July 2014. Airport Dehradun, India. I have no clue how often I have travelled to one of the most exciting growth markets over the last 10 years; probably more than 100 times. Within the framework of my current business trip, I have been meeting more than 50 corporate, political, and spiritual leaders so as to interview them on leadership, management, and also the deeper meaning of life. For years I have been longing to find the answers to two burning questions:
  1. What are the key principles of successful and happy people?
  2. How can leaders unleash maximum energy inside their employees so as to not only gain a competitive edge but also successfully meet the key challenges in the 21st century? 

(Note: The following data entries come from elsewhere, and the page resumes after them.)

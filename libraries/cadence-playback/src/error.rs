//! Error types for playback management

use cadence_core::CoreError;
use thiserror::Error;

/// Playback errors
///
/// Running out of tracks is never an error; these are contract violations,
/// collaborator failures and configuration problems.
#[derive(Debug, Error)]
pub enum PlaybackError {
    /// A list-based picker was built over an empty candidate list
    #[error("Candidate list is empty")]
    EmptyCandidates,

    /// Start index does not address a candidate
    #[error("Start index {index} out of range for {len} candidates")]
    StartIndexOutOfRange { index: usize, len: usize },

    /// Repeat mode name or code not recognised
    #[error("Unsupported repeat mode: {0}")]
    UnsupportedRepeatMode(String),

    /// No track is currently loaded
    #[error("No track loaded")]
    NoTrackLoaded,

    /// Audio output failed (load, seek, ...)
    #[error("Audio output error: {0}")]
    Output(String),

    /// Invalid configuration
    #[error("Configuration error: {0}")]
    Config(String),

    /// The playback service task is gone
    #[error("Playback service closed")]
    ServiceClosed,

    /// Catalog error
    #[error(transparent)]
    Catalog(#[from] CoreError),
}

impl PlaybackError {
    /// Create an output error
    pub fn output(msg: impl Into<String>) -> Self {
        Self::Output(msg.into())
    }
}

/// Result type for playback operations
pub type Result<T> = std::result::Result<T, PlaybackError>;
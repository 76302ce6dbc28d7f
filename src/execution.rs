// ===============================
// src/execution.rs
// ===============================
//
// Order execution coordinator:
// - every leg of a decision is submitted concurrently (join_all)
// - each leg is bounded by its own timeout
// - the report waits for all legs; no leg's outcome is ever dropped
//
use std::sync::Arc;
use std::time::Duration;

use async_trait::async_trait;
use futures_util::future::join_all;
use tokio::time::timeout;
use tracing::debug;

use crate::domain::{Leg, OrderErrorKind, OrderResult};
use crate::error::EngineError;

/// Execution endpoint for single legs. `Ok` carries the executed price.
#[async_trait]
pub trait OrderSink: Send + Sync {
    async fn submit(&self, leg: &Leg) -> Result<f64, OrderErrorKind>;
}

#[derive(Debug, Clone, Copy, PartialEq, Eq)]
pub enum ExecStatus {
    Filled,
    Rejected,
    PartialFill,
}

impl ExecStatus {
    pub fn label(&self) -> &'static str {
        match self {
            ExecStatus::Filled => "filled",
            ExecStatus::Rejected => "rejected",
            ExecStatus::PartialFill => "partial_fill",
        }
    }
}

/// Per-leg results in submission order.
#[derive(Debug, Clone, PartialEq)]
pub struct ExecutionReport {
    pub results: Vec<OrderResult>,
}

impl ExecutionReport {
    pub fn status(&self) -> ExecStatus {
        let ok = self.results.iter().filter(|r| r.success).count();
        match ok {
            0 => ExecStatus::Rejected,
            n if n == self.results.len() => ExecStatus::Filled,
            _ => ExecStatus::PartialFill,
        }
    }

    pub fn all_filled(&self) -> bool { self.status() == ExecStatus::Filled }

    pub fn filled(&self) -> Vec<OrderResult> { self.results.iter().filter(|r| r.success).cloned().collect() }

    pub fn failed(&self) -> Vec<OrderResult> { self.results.iter().filter(|r| !r.success).cloned().collect() }

    /// `OrderFailure` when nothing filled, `PartialFill` when some legs did.
    /// Not meaningful for a fully filled report.
    pub fn to_error(&self) -> EngineError {
        match self.status() {
            ExecStatus::PartialFill => EngineError::PartialFill { filled: self.filled(), failed: self.failed() },
            _ => EngineError::OrderFailure(self.failed()),
        }
    }
}

#[derive(Clone)]
pub struct OrderExecutionCoordinator {
    sink: Arc<dyn OrderSink>,
    timeout: Duration,
}

impl OrderExecutionCoordinator {
    pub fn new(sink: Arc<dyn OrderSink>, timeout: Duration) -> Self { Self { sink, timeout } }

    pub async fn execute(&self, legs: Vec<Leg>) -> ExecutionReport {
        let sink = &self.sink;
        let limit = self.timeout;
        let results = join_all(legs.into_iter().map(|leg| async move {
            match timeout(limit, sink.submit(&leg)).await {
                Ok(Ok(px)) => OrderResult::filled(leg, px),
                Ok(Err(e)) => OrderResult::failed(leg, e),
                Err(_) => OrderResult::failed(leg, OrderErrorKind::Timeout),
            }
        }))
        .await;
        let report = ExecutionReport { results };
        debug!(status = report.status().label(), legs = report.results.len(), "execution report");
        report
    }
}
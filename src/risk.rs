// ===============================
// src/risk.rs
// ===============================
use std::time::Duration;

use chrono::{DateTime, Utc};

use crate::domain::Decision;

/// Cooldown antar trade: setelah trade tereksekusi (entry, exit, flip),
/// semua keputusan selain Hold ditahan sampai `cooldown` lewat.
/// Time comes from observation timestamps, not the wall clock.
#[derive(Debug, Default)]
pub struct CooldownGuard {
    cooldown: Duration,
    last_trade: Option<DateTime<Utc>>,
}

impl CooldownGuard {
    pub fn new(cooldown: Duration) -> Self { Self { cooldown, last_trade: None } }

    pub fn allows(&self, decision: &Decision, now: DateTime<Utc>) -> bool {
        if matches!(decision, Decision::Hold) || self.cooldown.is_zero() {
            return true;
        }
        match self.last_trade {
            None => true,
            Some(t) => (now - t).to_std().map(|el| el >= self.cooldown).unwrap_or(false),
        }
    }

    pub fn record_trade(&mut self, at: DateTime<Utc>) { self.last_trade = Some(at); }
}

#[cfg(test)]
mod tests {
    use super::*;
    use crate::domain::Direction;
    use chrono::Duration as ChronoDuration;

    #[test]
    fn holds_every_transition_inside_the_window() {
        let t0 = Utc::now();
        let mut g = CooldownGuard::new(Duration::from_secs(300));
        let enter = Decision::Enter(Direction::Long);
        assert!(g.allows(&enter, t0));
        g.record_trade(t0);
        let t = t0 + ChronoDuration::seconds(60);
        assert!(!g.allows(&enter, t));
        assert!(!g.allows(&Decision::Flip(Direction::Short), t));
        assert!(!g.allows(&Decision::Exit, t));
        assert!(g.allows(&Decision::Hold, t));
        assert!(g.allows(&enter, t0 + ChronoDuration::seconds(300)));
    }

    #[test]
    fn every_trade_restarts_the_window() {
        let t0 = Utc::now();
        let at = |s: i64| t0 + ChronoDuration::seconds(s);
        let mut g = CooldownGuard::new(Duration::from_secs(300));
        g.record_trade(at(0));
        assert!(g.allows(&Decision::Exit, at(400)));
        g.record_trade(at(400));
        assert!(!g.allows(&Decision::Enter(Direction::Long), at(401)));
        assert!(g.allows(&Decision::Enter(Direction::Long), at(700)));
    }

    #[test]
    fn zero_cooldown_is_off() {
        let t0 = Utc::now();
        let mut g = CooldownGuard::new(Duration::ZERO);
        g.record_trade(t0);
        assert!(g.allows(&Decision::Enter(Direction::Short), t0));
    }
}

While visiting a large company in New Delhi that manufactures electronic components for Phillips, I am astonished when employees and middle managers tell me that they have stayed with the company for more than 20 years.
 
At a university hospital in the northern part of the country, I encounter the same picture: Leading employees confirm that they still feel absolutely comfortable and see no reason to leave the organization, even after staying more than 15 years with the company.
 
And at one of the leading manufacturers for photovoltaic panels, I meet satisfied employees who literally adore their company and its culture. Such stories sweep me completely off my feet, since many companies in this dynamic market suffer heavily from job-hopping, while others apparently succeed in retaining their top talents for years in a job market offering thousands of great opportunities. When I ask for the reasons that some employees seem to be so attached to their bosses and companies, most of them answer:
 
“I feel at home.” “My boss fully appreciates me.” “My performance has always been recognized to the fullest.” One of the key words emerging again and again during all my conversations is “appreciation.” Most talk neither about incentive systems nor higher salaries when it comes to real recognition; they place particular emphasis on the soft issues that make them attached to their workplace.
 
It seems that appreciation makes people not just attached to their bosses, but also drives them to peak performance.
 
For Western companies, the lessons learned from the Indian case for retaining people seem to be interesting for various reasons.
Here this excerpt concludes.